The train operator, South Western Railway, has stated that it is considering adapting its long-term train timetabling to mirror the concept of a hybrid working week.

This response is geared to replicate the plans of companies attempting to work out their new hybrid working habits in a post-pandemic world. According to the firm, they expect workers to commute on an average of 2.6 days a week to their workplace.

If SWR adopt a new strategy geared towards a three day commuter week, it could make it significantly more difficult for those wanting to still continue their five-day commute.

However, according to a study conducted by Transport Focus, only 6% of workers expect to commute to their workplace on all five days of a working week in the future, compared to 42% who did so before the pandemic.

Moreover, a third of commuters expect only to travel to their workplace two days a week in the post-pandemic world, whilst another third only expect to go into work for a single day per week.

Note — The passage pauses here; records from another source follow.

use anyhow::{Context, Result};
use futures::{SinkExt, StreamExt};
use tokio::sync::mpsc;
use tokio_tungstenite::tungstenite::client::IntoClientRequest;
use tokio_tungstenite::tungstenite::handshake::client::Request;
use tokio_tungstenite::tungstenite::http::HeaderValue;
use tokio_tungstenite::tungstenite::http::header::COOKIE;
use tokio_tungstenite::{connect_async, tungstenite::Message};

use super::connection::{ChannelHandle, ChannelRequest, Connector};
use super::{ChannelEvent, ClientFrame, EventSink, wire};

/// Websocket transport over tokio-tungstenite. Must be used inside a tokio runtime.
#[derive(Clone, Copy, Debug, Default)]
pub struct WsConnector;

impl Connector for WsConnector {
    fn spawn(&self, request: ChannelRequest, sink: EventSink) -> ChannelHandle {
        let (tx, rx) = mpsc::unbounded_channel();
        let task = tokio::spawn(run_channel(request, sink, rx));
        ChannelHandle::new(tx, Some(task))
    }
}

fn build_request(request: &ChannelRequest) -> Result<Request> {
    let mut req = request
        .url
        .as_str()
        .into_client_request()
        .with_context(|| format!("build channel request for {}", request.url))?;
    if let Some(cookie) = &request.cookie {
        let value = HeaderValue::from_str(cookie).context("session cookie is not a valid header")?;
        req.headers_mut().insert(COOKIE, value);
    }
    Ok(req)
}

async fn run_channel(
    request: ChannelRequest,
    sink: EventSink,
    mut outbound: mpsc::UnboundedReceiver<ClientFrame>,
) {
    let req = match build_request(&request) {
        Ok(req) => req,
        Err(err) => {
            sink.emit(ChannelEvent::Error(format!("{:#}", err)));
            return;
        }
    };

    let (socket, _resp) = match connect_async(req).await {
        Ok(pair) => pair,
        Err(err) => {
            tracing::warn!("channel handshake failed: {}", err);
            sink.emit(ChannelEvent::Error(err.to_string()));
            return;
        }
    };
    if !sink.emit(ChannelEvent::Connect) {
        return;
    }

    let (mut write, mut read) = socket.split();
    loop {
        tokio::select! {
            frame = outbound.recv() => {
                let Some(frame) = frame else {
                    // Handle dropped: orderly close.
                    let _ = write.close().await;
                    return;
                };
                let text = match wire::encode(&frame) {
                    Ok(text) => text,
                    Err(err) => {
                        tracing::error!("{:#}", err);
                        continue;
                    }
                };
                tracing::debug!("-> {}", frame.name());
                if let Err(err) = write.send(Message::Text(text)).await {
                    sink.emit(ChannelEvent::Error(err.to_string()));
                    return;
                }
            }
            msg = read.next() => {
                let text = match msg {
                    Some(Ok(Message::Text(text))) => text,
                    Some(Ok(Message::Binary(bytes))) => match String::from_utf8(bytes) {
                        Ok(text) => text,
                        Err(_) => {
                            tracing::warn!("ignoring non-utf8 binary frame");
                            continue;
                        }
                    },
                    Some(Ok(Message::Close(_))) | None => {
                        sink.emit(ChannelEvent::Disconnect);
                        return;
                    }
                    Some(Ok(_)) => continue,
                    Some(Err(err)) => {
                        sink.emit(ChannelEvent::Error(err.to_string()));
                        return;
                    }
                };
                match wire::decode(&text) {
                    Ok(Some(event)) => {
                        if !sink.emit(event) {
                            return;
                        }
                    }
                    Ok(None) => tracing::debug!("ignoring unknown frame: {}", text),
                    Err(err) => tracing::warn!("{:#}", err),
                }
            }
        }
    }
}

Though the results of this commuter poll seem to suggest that the three day commute each week could be the new norm, the pattern of how these days will be arranged across a hybrid working week is not uniform. SWR’s plans could severely impact those commuting on all five days, but could also have a general impact on individuals attending the physical workplace part time.

That being said, official figures from the Department for Transport confirm that the number of people on London Underground services on a Monday is typically 10% lower than the number of passengers who take the tube during the rest of the working week.

This raises fundamental questions of how infrastructure will be forced to adapt to changes to working patterns in commuter hotspots.

Conversely, questions are still being asked of how these hybrid working changes may allow tenants to reduce the size of the office they occupy and how it could reduce the costs associated with this occupation.

Importantly, whilst the numbers also indicate that more and more individuals are returning to their physical place of work, it is not yet clear what the new maximum figure for commuters will be to central areas of business.